### Records for this exercise ###
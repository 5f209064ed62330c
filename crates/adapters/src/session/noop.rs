// SPDX-License-Identifier: BUSL-1.1
// Copyright (c) 2026 Alfred Jean LLC

//! Headless session host that opens nothing

use super::{HostError, SessionHost};
use async_trait::async_trait;
use df_core::{HandleId, IdGen, UuidIdGen};
use tokio::sync::mpsc;

/// Session host that hands out handles without opening anything.
///
/// Used by `dfd` when no rendering host is attached.
#[derive(Clone, Debug, Default)]
pub struct NoOpSessionHost {
    ids: UuidIdGen,
}

impl NoOpSessionHost {
    pub fn new() -> Self {
        Self::default()
    }
}

#[async_trait]
impl SessionHost for NoOpSessionHost {
    async fn create(&self, _url: &str, _visible: bool) -> Result<HandleId, HostError> {
        Ok(HandleId::new(self.ids.next()))
    }

    async fn destroy(&self, _handle: &HandleId) -> Result<(), HostError> {
        Ok(())
    }

    async fn show(&self, _handle: &HandleId) -> Result<(), HostError> {
        Ok(())
    }

    async fn hide(&self, _handle: &HandleId) -> Result<(), HostError> {
        Ok(())
    }

    async fn clear_data(&self, _handle: &HandleId) -> Result<(), HostError> {
        Ok(())
    }

    fn subscribe(&self) -> mpsc::UnboundedReceiver<HandleId> {
        // Nothing ever closes on its own
        let (_tx, rx) = mpsc::unbounded_channel();
        rx
    }
}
###
### Action item
Please transcribe word for word the lines from the line with "fn subscribe(&self) ->" to the end of the material, both ends included.

### Solution
    fn subscribe(&self) -> mpsc::UnboundedReceiver<HandleId> {
        // Nothing ever closes on its own
        let (_tx, rx) = mpsc::unbounded_channel();
        rx
    }
}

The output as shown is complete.